Locate each line in the records containing "AgentId". Copy it.

(Recorded data)
-- -- --

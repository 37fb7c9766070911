//! 共享项目状态的数据类型
//!
//! ProjectState 只由 StateManager 持有与修改；其他组件拿到的都是克隆。序列化时跳过检查点列表本身，
//! 因此一份快照不会嵌套历史检查点。

use std::collections::BTreeMap;

use serde::{Deserialize, Serialize};

use crate::workflow::{AgentId, TaskId, TaskPlan};

/// 场景中的一个节点（parent 为空表示挂在根节点下）
#[derive(Debug, Clone, PartialEq, Eq, Serialize, Deserialize)]
#[serde(rename_all = "camelCase")]
pub struct NodeRecord {
    pub name: String,
    pub node_type: String,
    #[serde(default)]
    pub parent: Option<String>,
}

#[derive(Debug, Clone, PartialEq, Serialize, Deserialize)]
#[serde(rename_all = "camelCase")]
pub struct SceneState {
    pub path: String,
    #[serde(default)]
    pub root_type: Option<String>,
    #[serde(default)]
    pub nodes: Vec<NodeRecord>,
    /// 场景引用的外部资源路径
    #[serde(default)]
    pub dependencies: Vec<String>,
    #[serde(default)]
    pub modified_by: Option<AgentId>,
    pub modified_at: i64,
}

impl SceneState {
    pub fn new(path: impl Into<String>) -> Self {
        Self {
            path: path.into(),
            root_type: None,
            nodes: Vec::new(),
            dependencies: Vec::new(),
            modified_by: None,
            modified_at: super::now_ms(),
        }
    }

    pub fn with_root(mut self, root_type: impl Into<String>) -> Self {
        self.root_type = Some(root_type.into());
        self
    }

    pub fn node(&self, name: &str) -> Option<&NodeRecord> {
        self.nodes.iter().find(|n| n.name == name)
    }
}

#[derive(Debug, Clone, PartialEq, Serialize, Deserialize)]
#[serde(rename_all = "camelCase")]
pub struct AssetState {
    pub path: String,
    pub asset_type: String,
    pub revision: u32,
    #[serde(default)]
    pub metadata: serde_json::Map<String, serde_json::Value>,
    #[serde(default)]
    pub modified_by: Option<AgentId>,
    pub modified_at: i64,
}

impl AssetState {
    pub fn new(path: impl Into<String>, asset_type: impl Into<String>) -> Self {
        Self {
            path: path.into(),
            asset_type: asset_type.into(),
            revision: 1,
            metadata: serde_json::Map::new(),
            modified_by: None,
            modified_at: super::now_ms(),
        }
    }
}

#[derive(Debug, Clone, Copy, PartialEq, Eq, Hash, Serialize, Deserialize)]
#[serde(rename_all = "snake_case")]
pub enum LockType {
    Exclusive,
    Shared,
}

#[derive(Debug, Clone, PartialEq, Eq, Serialize, Deserialize)]
#[serde(rename_all = "camelCase")]
pub struct LockInfo {
    pub resource_path: String,
    pub agent_id: AgentId,
    pub lock_type: LockType,
    pub acquired_at: i64,
    pub expires_at: i64,
    pub operation: String,
}

impl LockInfo {
    pub fn is_expired(&self, now: i64) -> bool {
        now >= self.expires_at
    }

    /// 两把锁能否共存：任一方为独占即冲突
    pub fn conflicts_with(&self, requested: LockType) -> bool {
        self.lock_type == LockType::Exclusive || requested == LockType::Exclusive
    }
}

/// Agent 状态机：idle → analyzing/executing → (waiting|verifying) → (complete|error) → idle
#[derive(Debug, Clone, Copy, PartialEq, Eq, Hash, Serialize, Deserialize)]
#[serde(rename_all = "snake_case")]
pub enum AgentStatus {
    Idle,
    Analyzing,
    Executing,
    Waiting,
    Verifying,
    Complete,
    Error,
}

impl AgentStatus {
    pub fn as_str(&self) -> &'static str {
        match self {
            AgentStatus::Idle => "idle",
            AgentStatus::Analyzing => "analyzing",
            AgentStatus::Executing => "executing",
            AgentStatus::Waiting => "waiting",
            AgentStatus::Verifying => "verifying",
            AgentStatus::Complete => "complete",
            AgentStatus::Error => "error",
        }
    }

    pub fn can_transition_to(&self, next: AgentStatus) -> bool {
        use AgentStatus::*;
        match (self, next) {
            (a, b) if *a == b => true,
            (Idle, Analyzing | Executing) => true,
            (Analyzing, Executing | Waiting | Verifying | Complete | Error) => true,
            (Executing, Analyzing | Waiting | Verifying | Complete | Error) => true,
            (Waiting, Analyzing | Executing | Verifying | Error) => true,
            (Verifying, Executing | Complete | Error) => true,
            (Complete | Error, Idle) => true,
            _ => false,
        }
    }
}

#[derive(Debug, Clone, PartialEq, Serialize, Deserialize)]
#[serde(rename_all = "camelCase")]
pub struct AgentState {
    pub status: AgentStatus,
    #[serde(default)]
    pub current_task: Option<TaskId>,
    pub tokens_used: u64,
    pub last_activity: i64,
    #[serde(default)]
    pub last_error: Option<String>,
}

impl Default for AgentState {
    fn default() -> Self {
        Self {
            status: AgentStatus::Idle,
            current_task: None,
            tokens_used: 0,
            last_activity: super::now_ms(),
            last_error: None,
        }
    }
}

#[derive(Debug, Clone, PartialEq, Serialize, Deserialize)]
#[serde(rename_all = "camelCase")]
pub struct Checkpoint {
    pub id: String,
    pub label: String,
    pub timestamp: i64,
    /// 序列化的 ProjectState（不含检查点列表）
    pub state_snapshot: String,
    #[serde(default)]
    pub agent_id: Option<AgentId>,
}

#[derive(Debug, Clone, PartialEq, Default, Serialize, Deserialize)]
#[serde(rename_all = "camelCase")]
pub struct ProjectState {
    pub version: u64,
    #[serde(default)]
    pub scenes: BTreeMap<String, SceneState>,
    #[serde(default)]
    pub assets: BTreeMap<String, AssetState>,
    #[serde(default)]
    pub locks: BTreeMap<String, LockInfo>,
    #[serde(default)]
    pub agent_states: BTreeMap<AgentId, AgentState>,
    #[serde(default)]
    pub current_plan: Option<TaskPlan>,
    #[serde(skip)]
    pub checkpoints: Vec<Checkpoint>,
}

/// 一次原子补丁：map 中 None 表示删除该条目
#[derive(Debug, Clone, Default)]
pub struct StatePatch {
    pub scenes: BTreeMap<String, Option<SceneState>>,
    pub assets: BTreeMap<String, Option<AssetState>>,
    pub agent_states: BTreeMap<AgentId, AgentState>,
    pub current_plan: Option<Option<TaskPlan>>,
}

impl StatePatch {
    pub fn new() -> Self {
        Self::default()
    }

    pub fn upsert_scene(mut self, scene: SceneState) -> Self {
        self.scenes.insert(scene.path.clone(), Some(scene));
        self
    }

    pub fn remove_scene(mut self, path: impl Into<String>) -> Self {
        self.scenes.insert(path.into(), None);
        self
    }

    pub fn upsert_asset(mut self, asset: AssetState) -> Self {
        self.assets.insert(asset.path.clone(), Some(asset));
        self
    }

    pub fn remove_asset(mut self, path: impl Into<String>) -> Self {
        self.assets.insert(path.into(), None);
        self
    }

    pub fn agent_state(mut self, agent_id: impl Into<AgentId>, state: AgentState) -> Self {
        self.agent_states.insert(agent_id.into(), state);
        self
    }

    pub fn plan(mut self, plan: Option<TaskPlan>) -> Self {
        self.current_plan = Some(plan);
        self
    }

    pub fn is_empty(&self) -> bool {
        self.scenes.is_empty()
            && self.assets.is_empty()
            && self.agent_states.is_empty()
            && self.current_plan.is_none()
    }
}

/// 另一个 Agent 持有的未过期锁
#[derive(Debug, Clone, PartialEq, Eq, Serialize)]
#[serde(rename_all = "camelCase")]
pub struct ConflictInfo {
    pub resource_path: String,
    pub held_by: AgentId,
    pub lock_type: LockType,
    pub operation: String,
    pub expires_at: i64,
}

/// 状态变更通知（同步广播给订阅者）
#[derive(Debug, Clone, PartialEq)]
pub struct StateEvent {
    pub version: u64,
    pub change: StateChange,
}

#[derive(Debug, Clone, PartialEq)]
pub enum StateChange {
    Patch,
    Scene(String),
    Asset(String),
    Agent(AgentId),
    Plan,
    Locks,
    CheckpointCreated(String),
    RolledBack(String),
}

#[cfg(test)]
mod tests {
    use super::*;

    #[test]
    fn test_lock_conflict_matrix() {
        let held = |lock_type| LockInfo {
            resource_path: "res://a.tscn".into(),
            agent_id: "a1".into(),
            lock_type,
            acquired_at: 0,
            expires_at: 10,
            operation: "edit".into(),
        };
        assert!(held(LockType::Exclusive).conflicts_with(LockType::Shared));
        assert!(held(LockType::Shared).conflicts_with(LockType::Exclusive));
        assert!(!held(LockType::Shared).conflicts_with(LockType::Shared));
        assert!(held(LockType::Shared).is_expired(10));
        assert!(!held(LockType::Shared).is_expired(9));
    }

    #[test]
    fn test_agent_status_transitions() {
        assert!(AgentStatus::Idle.can_transition_to(AgentStatus::Analyzing));
        assert!(AgentStatus::Executing.can_transition_to(AgentStatus::Waiting));
        assert!(AgentStatus::Error.can_transition_to(AgentStatus::Idle));
        assert!(!AgentStatus::Idle.can_transition_to(AgentStatus::Complete));
        assert!(!AgentStatus::Complete.can_transition_to(AgentStatus::Executing));
    }

    #[test]
    fn test_serialized_state_omits_checkpoints() {
        let mut state = ProjectState::default();
        state.checkpoints.push(Checkpoint {
            id: "cp".into(),
            label: "x".into(),
            timestamp: 0,
            state_snapshot: "{}".into(),
            agent_id: None,
        });
        let json = serde_json::to_string(&state).unwrap();
        assert!(!json.contains("checkpoints"));
        let back: ProjectState = serde_json::from_str(&json).unwrap();
        assert!(back.checkpoints.is_empty());
    }
}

-- -- --

### Solution to this task
use crate::workflow::{AgentId, TaskId, TaskPlan};
    pub modified_by: Option<AgentId>,
    pub modified_by: Option<AgentId>,
    pub agent_id: AgentId,
    pub agent_id: Option<AgentId>,
    pub agent_states: BTreeMap<AgentId, AgentState>,
    pub agent_states: BTreeMap<AgentId, AgentState>,
    pub fn agent_state(mut self, agent_id: impl Into<AgentId>, state: AgentState) -> Self {
    pub held_by: AgentId,
    Agent(AgentId),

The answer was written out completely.